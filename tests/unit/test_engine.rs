//! Unit tests for the execution engine
//!
//! Tests cover:
//! - The hello-world scenario end to end
//! - Retry budgets and per-attempt timeouts
//! - Configuration errors (no capability, missing variable)
//! - Failure policy, guards, traces and secret masking

use agentflow::capability::{CapabilityRegistry, CapabilityRequest, EchoCapability};
use agentflow::config::{EngineConfig, FailurePolicy};
use agentflow::engine::{Engine, StaticSecrets};
use agentflow::errors::ExecutionError;
use agentflow::{dsl, AgentDefinition};
use parking_lot::Mutex;
use serde_json::{json, Value};
use std::sync::atomic::{AtomicU32, Ordering};
use std::sync::Arc;
use std::time::Duration;

fn definition(src: &str) -> AgentDefinition {
    dsl::parse(src).into_valid().expect("valid source")
}

const HELLO: &str = r#"@agent hello v1
trigger: http POST /hello
vars:
  name:
    type: string
    required: true
steps:
  - id: greet
    kind: llm
    provider: openai
    prompt: "Hi {name}"
    save: greeting
outputs:
  response: "{greeting}"
@end
"#;

// ============================================================================
// End-to-end
// ============================================================================

mod end_to_end_tests {
    use super::*;

    #[tokio::test]
    async fn test_hello_dispatches_once_with_resolved_prompt() {
        let prompts = Arc::new(Mutex::new(Vec::new()));
        let registry = Arc::new(CapabilityRegistry::new());
        let seen = prompts.clone();
        registry.register_fn("llm", Some("openai"), move |req: CapabilityRequest| {
            let seen = seen.clone();
            async move {
                let prompt = req.field_str("prompt").unwrap_or_default().to_string();
                seen.lock().push(prompt);
                Ok(json!("Hello Ann!"))
            }
        });

        let out = Engine::new(registry)
            .execute(&definition(HELLO), json!({"name": "Ann"}))
            .await
            .unwrap();

        assert_eq!(out, json!({"response": "Hello Ann!"}));
        assert_eq!(*prompts.lock(), vec!["Hi Ann".to_string()]);
    }

    #[test]
    fn test_hello_from_sync_code() {
        let registry = Arc::new(CapabilityRegistry::new());
        registry.register("llm", None, EchoCapability);
        let engine = Engine::new(registry);
        let def = definition(HELLO);

        let out = tokio_test::block_on(engine.execute(&def, json!({"name": "Ann"}))).unwrap();
        assert_eq!(out, json!({"response": {"prompt": "Hi Ann"}}));

        let out = engine.execute_blocking(&def, json!({"name": "Bo"})).unwrap();
        assert_eq!(out["response"]["prompt"], "Hi Bo");
    }

    #[tokio::test]
    async fn test_no_outputs_returns_last_saved_value() {
        let registry = Arc::new(CapabilityRegistry::new());
        registry.register_fn("fn", None, |req: CapabilityRequest| async move {
            Ok(json!(req.step_id))
        });
        let src = "@agent last v1\ntrigger: manual\nsteps:\n  - id: one\n    kind: fn\n    save: a\n  - id: two\n    kind: fn\n    save: b\n  - id: three\n    kind: fn\n";
        let out = Engine::new(registry)
            .execute(&definition(src), Value::Null)
            .await
            .unwrap();
        assert_eq!(out, json!("two"));
    }
}

// ============================================================================
// Retry & Timeout
// ============================================================================

mod retry_tests {
    use super::*;

    #[tokio::test]
    async fn test_two_retries_third_attempt_succeeds() {
        let calls = Arc::new(AtomicU32::new(0));
        let registry = Arc::new(CapabilityRegistry::new());
        let counter = calls.clone();
        registry.register_fn("http", None, move |_req: CapabilityRequest| {
            let n = counter.fetch_add(1, Ordering::SeqCst) + 1;
            async move {
                if n < 3 {
                    anyhow::bail!("flaky upstream (attempt {})", n);
                }
                Ok(json!({"status": 200}))
            }
        });

        let src = "@agent r v1\ntrigger: manual\nsteps:\n  - id: fetch\n    kind: http\n    retries: 2\n    save: page\noutputs:\n  status: \"{page.status}\"\n";
        let report = Engine::new(registry)
            .execute_traced(&definition(src), Value::Null)
            .await;

        assert_eq!(report.result.unwrap(), json!({"status": 200}));
        assert_eq!(calls.load(Ordering::SeqCst), 3);
        assert!(report
            .trace
            .lines()
            .iter()
            .any(|l| l.contains("step 'fetch' completed") && l.contains("3 attempts")));
    }

    #[tokio::test]
    async fn test_exhausted_retries_name_step_and_attempts() {
        let registry = Arc::new(CapabilityRegistry::new());
        registry.register_fn("http", None, |_req: CapabilityRequest| async move {
            Err::<Value, _>(anyhow::anyhow!("connection refused"))
        });
        let src = "@agent r v1\ntrigger: manual\nsteps:\n  - id: fetch\n    kind: http\n    retries: 1\n";
        let err = Engine::new(registry)
            .execute(&definition(src), Value::Null)
            .await
            .unwrap_err();

        match err {
            ExecutionError::StepFailed {
                step_id,
                attempts,
                cause,
            } => {
                assert_eq!(step_id, "fetch");
                assert_eq!(attempts, 2);
                assert!(cause.contains("connection refused"));
            }
            other => panic!("unexpected error: {other}"),
        }
    }

    #[tokio::test]
    async fn test_timeout_without_retries_aborts_with_step_id() {
        let reached_second = Arc::new(AtomicU32::new(0));
        let registry = Arc::new(CapabilityRegistry::new());
        registry.register_fn("slow", None, |_req: CapabilityRequest| async move {
            tokio::time::sleep(Duration::from_secs(10)).await;
            Ok(Value::Null)
        });
        let flag = reached_second.clone();
        registry.register_fn("fast", None, move |_req: CapabilityRequest| {
            flag.fetch_add(1, Ordering::SeqCst);
            async move { Ok(Value::Null) }
        });

        let src = "@agent t v1\ntrigger: manual\nsteps:\n  - id: think\n    kind: slow\n    timeout_ms: 50\n  - id: after\n    kind: fast\n";
        let err = Engine::new(registry)
            .execute(&definition(src), Value::Null)
            .await
            .unwrap_err();

        assert!(matches!(
            err,
            ExecutionError::StepTimedOut { ref step_id, timeout_ms: 50, attempts: 1 } if step_id == "think"
        ));
        assert_eq!(err.step_id(), Some("think"));
        assert_eq!(reached_second.load(Ordering::SeqCst), 0);
    }
}

// ============================================================================
// Configuration errors
// ============================================================================

mod configuration_error_tests {
    use super::*;

    #[tokio::test]
    async fn test_no_capability_is_not_retried() {
        let registry = Arc::new(CapabilityRegistry::new());
        registry.register("llm", Some("openai"), EchoCapability);
        let src = "@agent c v1\ntrigger: manual\nsteps:\n  - id: look\n    kind: vision\n    provider: local\n    retries: 5\n";
        let err = Engine::new(registry)
            .execute(&definition(src), Value::Null)
            .await
            .unwrap_err();
        assert!(err.is_configuration());
        assert_eq!(err.attempts(), 0);
        assert!(err.to_string().contains("kind=vision provider=local"));
    }

    #[tokio::test]
    async fn test_provider_falls_back_to_kind_default() {
        let registry = Arc::new(CapabilityRegistry::new());
        registry.register("llm", None, EchoCapability);
        let out = Engine::new(registry)
            .execute(&definition(HELLO), json!({"name": "Ann"}))
            .await
            .unwrap();
        assert_eq!(out["response"]["prompt"], "Hi Ann");
    }

    #[tokio::test]
    async fn test_missing_required_variable() {
        let registry = Arc::new(CapabilityRegistry::new());
        registry.register("llm", None, EchoCapability);
        let err = Engine::new(registry)
            .execute(&definition(HELLO), json!({}))
            .await
            .unwrap_err();
        assert!(matches!(err, ExecutionError::MissingVariable { ref name } if name == "name"));
    }
}

// ============================================================================
// Guards, failure policy, secrets
// ============================================================================

mod behaviour_tests {
    use super::*;

    #[tokio::test]
    async fn test_false_guard_skips_step() {
        let registry = Arc::new(CapabilityRegistry::new());
        registry.register("llm", None, EchoCapability);
        let src = "@agent g v1\ntrigger: manual\nvars:\n  mode: chat\nsteps:\n  - id: search\n    kind: vector\n    when: \"{mode} == 'web'\"\n  - id: answer\n    kind: llm\n    text: \"{mode}\"\n    save: reply\noutputs:\n  reply: \"{reply.text}\"\n";
        let report = Engine::new(registry)
            .execute_traced(&definition(src), Value::Null)
            .await;
        // the vector step has no capability; skipping it must not fail the run
        assert_eq!(report.result.unwrap(), json!({"reply": "chat"}));
        assert!(report.trace.lines().iter().any(|l| l.contains("step 'search' skipped")));
    }

    #[tokio::test]
    async fn test_continue_policy_moves_past_failures() {
        let registry = Arc::new(CapabilityRegistry::new());
        registry.register_fn("bad", None, |_req: CapabilityRequest| async move {
            Err::<Value, _>(anyhow::anyhow!("nope"))
        });
        registry.register("llm", None, EchoCapability);
        let config = EngineConfig {
            failure_policy: FailurePolicy::Continue,
            ..EngineConfig::default()
        };
        let src = "@agent p v1\ntrigger: manual\nsteps:\n  - id: optional\n    kind: bad\n    save: extra\n  - id: main\n    kind: llm\n    text: \"[{extra}]\"\n    save: out\noutputs:\n  text: \"{out.text}\"\n";
        let report = Engine::new(registry)
            .with_config(config)
            .execute_traced(&definition(src), Value::Null)
            .await;
        assert_eq!(report.result.unwrap(), json!({"text": "[]"}));
        assert!(report.trace.lines().iter().any(|l| l.contains("step 'optional' failed")));
    }

    #[tokio::test]
    async fn test_secrets_reach_capability_but_not_report() {
        let registry = Arc::new(CapabilityRegistry::new());
        registry.register("http", None, EchoCapability);
        let src = "@agent s v1\ntrigger: manual\nsecrets:\n  - API_KEY: env:SERVICE_KEY\nsteps:\n  - id: call\n    kind: http\n    auth: \"Bearer {API_KEY}\"\n    save: resp\noutputs:\n  sent: \"{resp.auth}\"\n";
        let report = Engine::new(registry)
            .with_secret_resolver(StaticSecrets::new().with("API_KEY", "k-123456789"))
            .execute_traced(&definition(src), Value::Null)
            .await;

        assert_eq!(report.result.unwrap(), json!({"sent": "Bearer k-123456789"}));
        assert_eq!(report.bindings["API_KEY"], json!("[REDACTED]"));
        assert_eq!(report.bindings["resp"], json!({"auth": "Bearer [REDACTED]"}));
    }

    #[tokio::test]
    async fn test_input_keys_without_declaration_are_bound() {
        let registry = Arc::new(CapabilityRegistry::new());
        registry.register("llm", None, EchoCapability);
        let src = "@agent i v1\ntrigger: manual\nsteps:\n  - id: a\n    kind: llm\n    text: \"{topic}\"\n    save: r\noutputs:\n  t: \"{r.text}\"\n";
        let out = Engine::new(registry)
            .execute(&definition(src), json!({"topic": "owls"}))
            .await
            .unwrap();
        assert_eq!(out, json!({"t": "owls"}));
    }
}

☆ ☆ ☆

Reply with the number of lines in the material above that contain "cause", and nothing more.

2